Dólar Dispara com Tensões no Oriente Médio: EUA e Irã Elevam Risco Global e Impactam Mercados
Dólar sobe com escalada no Oriente Médio e volta da aversão ao risco
O dólar encerrou a sessão desta quinta-feira (23) em alta, refletindo o aumento das tensões geopolíticas no Oriente Médio e a busca global por ativos considerados mais seguros. A moeda norte-americana avançou 0,63%, fechando a R$ 5,084, interrompendo uma sequência de três sessões consecutivas de queda.
Esse movimento foi impulsionado pela intensificação do conflito entre Estados Unidos e Irã, com novos ataques militares e riscos crescentes para o transporte de petróleo na região. Relatos de explosões envolvendo petroleiros e o fechamento do Estreito de Ormuz aumentaram a incerteza global e reforçaram a demanda por dólar.
O petróleo Brent voltou a superar a marca de US$ 100 por barril, elevando preocupações com inflação global e pressionando os rendimentos dos títulos do Tesouro americano. Esse cenário tende a fortalecer a moeda norte-americana frente a diversas divisas.
Conforme informação divulgada pelo BM&C News, o avanço da moeda não se limitou ao Brasil.

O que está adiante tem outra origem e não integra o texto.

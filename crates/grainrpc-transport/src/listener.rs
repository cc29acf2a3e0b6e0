use std::time::Duration;

use crate::addr::EndpointAddr;
use crate::error::Result;
use crate::stream::Stream;
use crate::tcp::TcpSocket;
#[cfg(unix)]
use crate::uds::UnixDomainSocket;

/// A bound listener of either transport family.
pub enum Listener {
    Tcp(TcpSocket),
    #[cfg(unix)]
    Unix(UnixDomainSocket),
}

impl Listener {
    /// Bind to `addr`.
    pub fn bind(addr: &EndpointAddr) -> Result<Self> {
        match addr {
            EndpointAddr::Tcp(addr) => TcpSocket::bind(*addr).map(Listener::Tcp),
            #[cfg(unix)]
            EndpointAddr::Unix(path) => UnixDomainSocket::bind(path).map(Listener::Unix),
            #[cfg(not(unix))]
            EndpointAddr::Unix(_) => Err(crate::error::TransportError::Unsupported("unix")),
        }
    }

    /// Accept an incoming connection.
    pub fn accept(&self) -> Result<Stream> {
        match self {
            Listener::Tcp(socket) => socket.accept(),
            #[cfg(unix)]
            Listener::Unix(socket) => socket.accept(),
        }
    }

    /// Accept a pending connection without blocking.
    pub fn poll_accept(&self) -> Result<Option<Stream>> {
        match self {
            Listener::Tcp(socket) => socket.poll_accept(),
            #[cfg(unix)]
            Listener::Unix(socket) => socket.poll_accept(),
        }
    }

    /// Toggle non-blocking accept.
    pub fn set_nonblocking(&self, nonblocking: bool) -> Result<()> {
        match self {
            Listener::Tcp(socket) => socket.set_nonblocking(nonblocking),
            #[cfg(unix)]
            Listener::Unix(socket) => socket.set_nonblocking(nonblocking),
        }
    }

    /// The address actually bound (ephemeral TCP ports resolved).
    pub fn local_addr(&self) -> EndpointAddr {
        match self {
            Listener::Tcp(socket) => EndpointAddr::Tcp(socket.local_addr()),
            #[cfg(unix)]
            Listener::Unix(socket) => EndpointAddr::Unix(socket.path().to_path_buf()),
        }
    }
}

impl std::fmt::Debug for Listener {
    fn fmt(&self, f: &mut std::fmt::Formatter<'_>) -> std::fmt::Result {
        f.debug_struct("Listener")
            .field("addr", &self.local_addr())
            .finish()
    }
}

/// Connect to `addr`.
///
/// The timeout bounds TCP connection establishment. Unix domain socket
/// connects either succeed or fail immediately.
pub fn connect(addr: &EndpointAddr, timeout: Duration) -> Result<Stream> {
    match addr {
        EndpointAddr::Tcp(addr) => TcpSocket::connect(*addr, timeout),
        #[cfg(unix)]
        EndpointAddr::Unix(path) => {
            let _ = timeout;
            UnixDomainSocket::connect(path)
        }
        #[cfg(not(unix))]
        EndpointAddr::Unix(_) => {
            let _ = timeout;
            Err(crate::error::TransportError::Unsupported("unix"))
        }
    }
}

#[cfg(test)]
mod tests {
    use std::io::{Read, Write};

    use super::*;

    #[test]
    fn tcp_listener_roundtrip() {
        let listener = Listener::bind(&EndpointAddr::loopback(0)).unwrap();
        let addr = listener.local_addr();
        assert!(matches!(addr, EndpointAddr::Tcp(a) if a.port() != 0));

        let client = std::thread::spawn(move || {
            let mut stream = connect(&addr, Duration::from_secs(2)).unwrap();
            stream.write_all(b"hi").unwrap();
        });

        let mut server = listener.accept().unwrap();
        let mut buf = [0u8; 2];
        server.read_exact(&mut buf).unwrap();
        assert_eq!(&buf, b"hi");
        client.join().unwrap();
    }

    #[cfg(unix)]
    #[test]
    fn unix_listener_reports_path() {
        let dir = std::env::temp_dir().join(format!("grainrpc-listener-{}", std::process::id()));
        std::fs::create_dir_all(&dir).unwrap();
        let addr = EndpointAddr::Unix(dir.join("l.sock"));

        let listener = Listener::bind(&addr).unwrap();
        assert_eq!(listener.local_addr(), addr);

        let stream = connect(&addr, Duration::from_secs(1)).unwrap();
        assert_eq!(stream.peer_addr(), Some(addr));

        drop(listener);
        let _ = std::fs::remove_dir_all(&dir);
    }
}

O dólar ganhou força frente a moedas fortes, como euro e libra, além de divisas emergentes. O índice DXY, que mede o desempenho do dólar frente a uma cesta de moedas, registrou alta de 0,31%, refletindo o movimento global de busca por segurança.
O Real perde força apesar do petróleo em alta
No caso brasileiro, o avanço do petróleo poderia, em tese, favorecer o real, já que o país é exportador da commodity. No entanto, o aumento da aversão ao risco global falou mais alto, levando investidores a priorizarem a segurança do dólar, um ativo de refúgio tradicional em momentos de incerteza.
Dólar ainda acumula queda no ano, mas cenário externo é determinante
Apesar da alta no dia, o dólar ainda acumula queda de 7,37% frente ao real em 2026. O comportamento da moeda segue condicionado ao cenário externo, especialmente à evolução do conflito no Oriente Médio e às expectativas de juros nos Estados Unidos, fatores que continuam a ditar o ritmo do mercado cambial.
Mercados reagem com aversão ao risco
O Ibovespa, principal índice da bolsa brasileira, também sentiu os efeitos da aversão global ao risco, fechando em queda. A incerteza geopolítica e a busca por segurança afastaram investidores de ativos de maior risco, como as ações. A volatilidade nos mercados internacionais reflete a apreensão com os desdobramentos no Oriente Médio.
Petróleo Brent supera US$ 100, reacendendo temores inflacionários
A escalada do preço do petróleo Brent acima de US$ 100 por barril é um dos principais motores da aversão ao risco. O aumento do custo da energia eleva as preocupações com a inflação global, o que pode forçar bancos centrais a manterem ou elevarem as taxas de juros por mais tempo, impactando o crescimento econômico e os mercados financeiros em todo o mundo.